(Data records)

──────────────────────────────

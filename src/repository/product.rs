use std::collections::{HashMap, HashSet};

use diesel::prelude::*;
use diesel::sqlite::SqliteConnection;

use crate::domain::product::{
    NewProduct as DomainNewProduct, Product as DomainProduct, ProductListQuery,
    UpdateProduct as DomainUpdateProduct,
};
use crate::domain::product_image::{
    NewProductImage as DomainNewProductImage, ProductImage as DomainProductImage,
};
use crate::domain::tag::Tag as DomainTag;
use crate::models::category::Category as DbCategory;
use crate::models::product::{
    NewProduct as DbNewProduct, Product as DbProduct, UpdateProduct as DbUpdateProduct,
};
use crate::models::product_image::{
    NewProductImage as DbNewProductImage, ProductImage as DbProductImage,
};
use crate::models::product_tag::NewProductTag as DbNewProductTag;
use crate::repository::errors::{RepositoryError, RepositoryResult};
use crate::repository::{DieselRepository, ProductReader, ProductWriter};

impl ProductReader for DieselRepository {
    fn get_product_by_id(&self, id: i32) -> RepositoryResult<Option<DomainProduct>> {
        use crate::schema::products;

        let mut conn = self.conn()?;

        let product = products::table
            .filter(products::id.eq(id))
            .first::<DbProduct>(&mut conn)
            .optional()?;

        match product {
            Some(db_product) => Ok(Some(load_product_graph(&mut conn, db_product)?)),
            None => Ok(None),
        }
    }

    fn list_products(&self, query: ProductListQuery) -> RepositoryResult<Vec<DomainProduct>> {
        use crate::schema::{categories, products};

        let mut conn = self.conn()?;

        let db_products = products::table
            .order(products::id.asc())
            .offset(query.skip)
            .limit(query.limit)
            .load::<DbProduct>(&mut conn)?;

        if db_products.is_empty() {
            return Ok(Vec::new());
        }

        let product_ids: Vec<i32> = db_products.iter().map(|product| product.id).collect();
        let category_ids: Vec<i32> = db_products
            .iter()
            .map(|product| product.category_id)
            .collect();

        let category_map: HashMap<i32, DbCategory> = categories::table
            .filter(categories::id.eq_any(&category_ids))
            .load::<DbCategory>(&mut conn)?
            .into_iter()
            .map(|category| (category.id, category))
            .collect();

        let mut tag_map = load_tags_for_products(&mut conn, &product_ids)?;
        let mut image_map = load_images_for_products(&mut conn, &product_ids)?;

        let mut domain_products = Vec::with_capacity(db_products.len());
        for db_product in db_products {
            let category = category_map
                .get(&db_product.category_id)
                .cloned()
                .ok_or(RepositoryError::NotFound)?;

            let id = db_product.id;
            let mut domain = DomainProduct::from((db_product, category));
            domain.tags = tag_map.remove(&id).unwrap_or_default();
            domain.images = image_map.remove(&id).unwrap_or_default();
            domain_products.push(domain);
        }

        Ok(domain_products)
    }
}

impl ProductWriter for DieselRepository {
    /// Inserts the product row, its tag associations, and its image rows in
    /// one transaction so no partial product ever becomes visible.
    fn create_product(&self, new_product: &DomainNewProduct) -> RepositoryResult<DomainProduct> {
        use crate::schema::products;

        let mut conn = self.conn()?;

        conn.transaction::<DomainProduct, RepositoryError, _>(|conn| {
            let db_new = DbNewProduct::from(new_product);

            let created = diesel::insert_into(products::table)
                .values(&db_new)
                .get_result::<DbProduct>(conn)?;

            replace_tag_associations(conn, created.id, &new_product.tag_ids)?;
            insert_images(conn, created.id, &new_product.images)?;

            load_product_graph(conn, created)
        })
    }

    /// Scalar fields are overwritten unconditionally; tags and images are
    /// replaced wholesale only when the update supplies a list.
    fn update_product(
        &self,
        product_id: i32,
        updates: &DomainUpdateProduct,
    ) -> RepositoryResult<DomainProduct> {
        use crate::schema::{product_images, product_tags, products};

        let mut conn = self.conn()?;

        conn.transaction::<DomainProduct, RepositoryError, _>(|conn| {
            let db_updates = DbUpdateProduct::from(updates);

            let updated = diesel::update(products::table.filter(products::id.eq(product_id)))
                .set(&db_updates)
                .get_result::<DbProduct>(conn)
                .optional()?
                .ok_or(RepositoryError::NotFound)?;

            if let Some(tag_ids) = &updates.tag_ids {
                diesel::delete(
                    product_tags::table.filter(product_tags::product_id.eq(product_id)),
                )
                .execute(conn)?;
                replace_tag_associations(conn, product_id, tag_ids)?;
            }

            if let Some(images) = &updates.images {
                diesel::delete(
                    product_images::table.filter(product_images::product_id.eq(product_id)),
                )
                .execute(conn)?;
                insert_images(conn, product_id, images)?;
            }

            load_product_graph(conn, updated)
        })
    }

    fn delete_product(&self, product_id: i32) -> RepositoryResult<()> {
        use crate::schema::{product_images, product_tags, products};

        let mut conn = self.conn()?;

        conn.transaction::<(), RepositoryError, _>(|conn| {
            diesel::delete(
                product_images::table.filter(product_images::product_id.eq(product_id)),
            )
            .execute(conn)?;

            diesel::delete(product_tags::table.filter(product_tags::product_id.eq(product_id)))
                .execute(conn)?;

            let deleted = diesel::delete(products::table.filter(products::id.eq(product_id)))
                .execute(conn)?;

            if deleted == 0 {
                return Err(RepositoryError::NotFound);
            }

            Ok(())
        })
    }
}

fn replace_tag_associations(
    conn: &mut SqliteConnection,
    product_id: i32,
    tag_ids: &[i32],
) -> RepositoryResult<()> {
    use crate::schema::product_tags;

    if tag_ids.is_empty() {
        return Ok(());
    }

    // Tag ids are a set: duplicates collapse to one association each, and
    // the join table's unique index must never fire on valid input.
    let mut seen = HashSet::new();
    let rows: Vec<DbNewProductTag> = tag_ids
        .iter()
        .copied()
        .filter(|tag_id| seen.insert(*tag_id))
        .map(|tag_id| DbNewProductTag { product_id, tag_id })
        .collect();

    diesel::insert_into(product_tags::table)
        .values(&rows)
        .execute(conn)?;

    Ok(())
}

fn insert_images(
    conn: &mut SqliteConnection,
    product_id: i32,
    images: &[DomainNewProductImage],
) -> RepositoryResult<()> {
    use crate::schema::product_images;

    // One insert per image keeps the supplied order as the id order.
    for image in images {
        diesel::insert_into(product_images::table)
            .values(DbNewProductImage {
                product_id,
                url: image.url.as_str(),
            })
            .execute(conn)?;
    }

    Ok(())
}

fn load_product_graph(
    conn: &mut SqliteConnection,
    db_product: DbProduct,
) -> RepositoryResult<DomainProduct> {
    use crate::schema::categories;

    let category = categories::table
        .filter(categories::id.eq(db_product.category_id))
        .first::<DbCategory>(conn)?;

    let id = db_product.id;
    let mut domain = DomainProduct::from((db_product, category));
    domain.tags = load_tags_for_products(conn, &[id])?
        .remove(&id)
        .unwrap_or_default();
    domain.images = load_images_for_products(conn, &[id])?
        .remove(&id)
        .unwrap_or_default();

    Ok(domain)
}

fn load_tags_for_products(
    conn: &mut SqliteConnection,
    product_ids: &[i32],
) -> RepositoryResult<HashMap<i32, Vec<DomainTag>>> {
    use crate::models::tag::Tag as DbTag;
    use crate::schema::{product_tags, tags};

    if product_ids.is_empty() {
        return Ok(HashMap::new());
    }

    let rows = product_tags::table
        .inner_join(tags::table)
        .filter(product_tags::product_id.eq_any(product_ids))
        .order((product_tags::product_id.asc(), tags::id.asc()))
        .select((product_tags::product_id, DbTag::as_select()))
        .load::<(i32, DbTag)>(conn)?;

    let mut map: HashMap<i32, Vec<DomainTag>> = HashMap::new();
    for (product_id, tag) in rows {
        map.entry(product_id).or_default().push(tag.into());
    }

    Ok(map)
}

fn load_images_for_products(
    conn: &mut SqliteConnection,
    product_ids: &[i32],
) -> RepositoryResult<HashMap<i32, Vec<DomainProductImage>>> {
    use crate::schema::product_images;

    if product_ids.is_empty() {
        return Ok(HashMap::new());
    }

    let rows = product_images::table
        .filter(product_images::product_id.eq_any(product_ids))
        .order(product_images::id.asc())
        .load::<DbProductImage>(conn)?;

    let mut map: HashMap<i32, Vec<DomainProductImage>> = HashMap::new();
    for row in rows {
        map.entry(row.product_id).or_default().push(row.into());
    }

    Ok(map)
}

──────────────────────────────

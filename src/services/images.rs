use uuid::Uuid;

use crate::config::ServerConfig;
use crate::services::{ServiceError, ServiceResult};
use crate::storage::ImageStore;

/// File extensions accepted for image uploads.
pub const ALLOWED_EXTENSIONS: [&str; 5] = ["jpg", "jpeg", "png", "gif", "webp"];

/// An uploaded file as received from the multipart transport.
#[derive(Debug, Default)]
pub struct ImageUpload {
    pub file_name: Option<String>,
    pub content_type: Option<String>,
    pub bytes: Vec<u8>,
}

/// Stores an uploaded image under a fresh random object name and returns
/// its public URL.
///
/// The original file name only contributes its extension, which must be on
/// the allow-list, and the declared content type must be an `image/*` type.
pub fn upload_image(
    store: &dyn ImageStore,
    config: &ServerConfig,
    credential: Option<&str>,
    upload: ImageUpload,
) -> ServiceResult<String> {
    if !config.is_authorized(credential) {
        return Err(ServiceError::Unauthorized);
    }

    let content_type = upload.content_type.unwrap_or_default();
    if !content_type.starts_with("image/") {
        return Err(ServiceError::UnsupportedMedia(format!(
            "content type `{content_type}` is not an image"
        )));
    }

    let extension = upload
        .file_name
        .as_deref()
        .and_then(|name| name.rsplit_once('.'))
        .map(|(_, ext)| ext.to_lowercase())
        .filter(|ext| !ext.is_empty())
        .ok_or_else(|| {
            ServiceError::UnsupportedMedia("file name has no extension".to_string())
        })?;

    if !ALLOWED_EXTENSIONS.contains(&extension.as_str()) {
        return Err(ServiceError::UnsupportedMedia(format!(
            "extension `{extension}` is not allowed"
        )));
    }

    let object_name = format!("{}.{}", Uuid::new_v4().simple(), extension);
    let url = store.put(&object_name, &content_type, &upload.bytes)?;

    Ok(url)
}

──────────────────────────────

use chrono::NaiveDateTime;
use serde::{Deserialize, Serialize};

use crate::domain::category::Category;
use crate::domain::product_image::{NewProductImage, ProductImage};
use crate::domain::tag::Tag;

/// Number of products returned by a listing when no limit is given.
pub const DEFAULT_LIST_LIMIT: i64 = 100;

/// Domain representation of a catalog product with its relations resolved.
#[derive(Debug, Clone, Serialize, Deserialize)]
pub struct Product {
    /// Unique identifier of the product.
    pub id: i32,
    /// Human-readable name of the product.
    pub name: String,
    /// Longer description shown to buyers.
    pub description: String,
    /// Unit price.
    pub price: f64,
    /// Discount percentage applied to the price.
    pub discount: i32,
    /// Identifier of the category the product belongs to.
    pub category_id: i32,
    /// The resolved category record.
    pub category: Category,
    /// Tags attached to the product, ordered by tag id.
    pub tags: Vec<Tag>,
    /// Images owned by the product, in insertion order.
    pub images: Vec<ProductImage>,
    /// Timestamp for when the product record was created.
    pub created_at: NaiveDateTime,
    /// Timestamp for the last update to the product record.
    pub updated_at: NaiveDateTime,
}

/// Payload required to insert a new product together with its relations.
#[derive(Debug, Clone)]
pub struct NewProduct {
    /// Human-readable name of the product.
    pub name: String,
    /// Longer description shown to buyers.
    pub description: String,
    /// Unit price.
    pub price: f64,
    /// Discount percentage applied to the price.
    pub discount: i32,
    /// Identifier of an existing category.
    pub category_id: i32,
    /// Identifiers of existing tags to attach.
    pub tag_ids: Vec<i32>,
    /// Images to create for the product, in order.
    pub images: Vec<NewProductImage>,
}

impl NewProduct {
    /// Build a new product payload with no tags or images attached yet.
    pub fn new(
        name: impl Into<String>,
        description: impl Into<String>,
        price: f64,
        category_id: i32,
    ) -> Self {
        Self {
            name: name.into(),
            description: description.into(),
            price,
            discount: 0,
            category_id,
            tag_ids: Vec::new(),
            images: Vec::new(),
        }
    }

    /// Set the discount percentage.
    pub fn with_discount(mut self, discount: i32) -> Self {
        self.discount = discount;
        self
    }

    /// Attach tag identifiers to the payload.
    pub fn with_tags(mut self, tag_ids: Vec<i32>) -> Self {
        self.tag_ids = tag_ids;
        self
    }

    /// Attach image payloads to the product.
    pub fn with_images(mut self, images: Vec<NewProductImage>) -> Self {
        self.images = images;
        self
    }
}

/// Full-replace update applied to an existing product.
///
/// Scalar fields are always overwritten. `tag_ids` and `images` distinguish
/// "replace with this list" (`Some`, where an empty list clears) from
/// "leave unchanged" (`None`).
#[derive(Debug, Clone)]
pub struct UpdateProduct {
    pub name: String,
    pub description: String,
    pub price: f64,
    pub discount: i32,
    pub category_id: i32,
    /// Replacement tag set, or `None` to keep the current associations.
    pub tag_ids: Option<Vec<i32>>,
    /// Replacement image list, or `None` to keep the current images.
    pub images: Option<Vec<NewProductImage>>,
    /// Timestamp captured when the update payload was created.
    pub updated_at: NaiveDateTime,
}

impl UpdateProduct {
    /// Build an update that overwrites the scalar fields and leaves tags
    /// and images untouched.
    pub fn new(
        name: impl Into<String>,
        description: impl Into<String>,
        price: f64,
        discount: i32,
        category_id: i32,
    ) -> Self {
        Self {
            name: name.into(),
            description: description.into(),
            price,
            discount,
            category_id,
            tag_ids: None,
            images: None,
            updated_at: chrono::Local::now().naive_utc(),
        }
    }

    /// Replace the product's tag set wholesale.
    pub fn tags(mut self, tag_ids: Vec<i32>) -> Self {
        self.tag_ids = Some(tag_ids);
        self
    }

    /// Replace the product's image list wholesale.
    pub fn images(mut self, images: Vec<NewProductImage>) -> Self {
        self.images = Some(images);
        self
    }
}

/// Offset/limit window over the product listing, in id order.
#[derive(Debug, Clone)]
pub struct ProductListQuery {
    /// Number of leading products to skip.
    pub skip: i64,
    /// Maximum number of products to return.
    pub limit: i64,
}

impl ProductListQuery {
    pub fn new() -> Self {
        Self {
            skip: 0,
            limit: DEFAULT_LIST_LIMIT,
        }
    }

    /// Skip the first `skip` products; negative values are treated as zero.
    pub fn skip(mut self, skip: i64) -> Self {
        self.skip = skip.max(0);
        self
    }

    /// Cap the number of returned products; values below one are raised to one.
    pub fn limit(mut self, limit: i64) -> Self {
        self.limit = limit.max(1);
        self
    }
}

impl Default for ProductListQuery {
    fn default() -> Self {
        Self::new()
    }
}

──────────────────────────────

Filter the records for lines containing the word "HashMap" and copy each one.

use std::collections::{HashMap, HashSet};
        let category_map: HashMap<i32, DbCategory> = categories::table
) -> RepositoryResult<HashMap<i32, Vec<DomainTag>>> {
        return Ok(HashMap::new());
    let mut map: HashMap<i32, Vec<DomainTag>> = HashMap::new();
) -> RepositoryResult<HashMap<i32, Vec<DomainProductImage>>> {
        return Ok(HashMap::new());
    let mut map: HashMap<i32, Vec<DomainProductImage>> = HashMap::new();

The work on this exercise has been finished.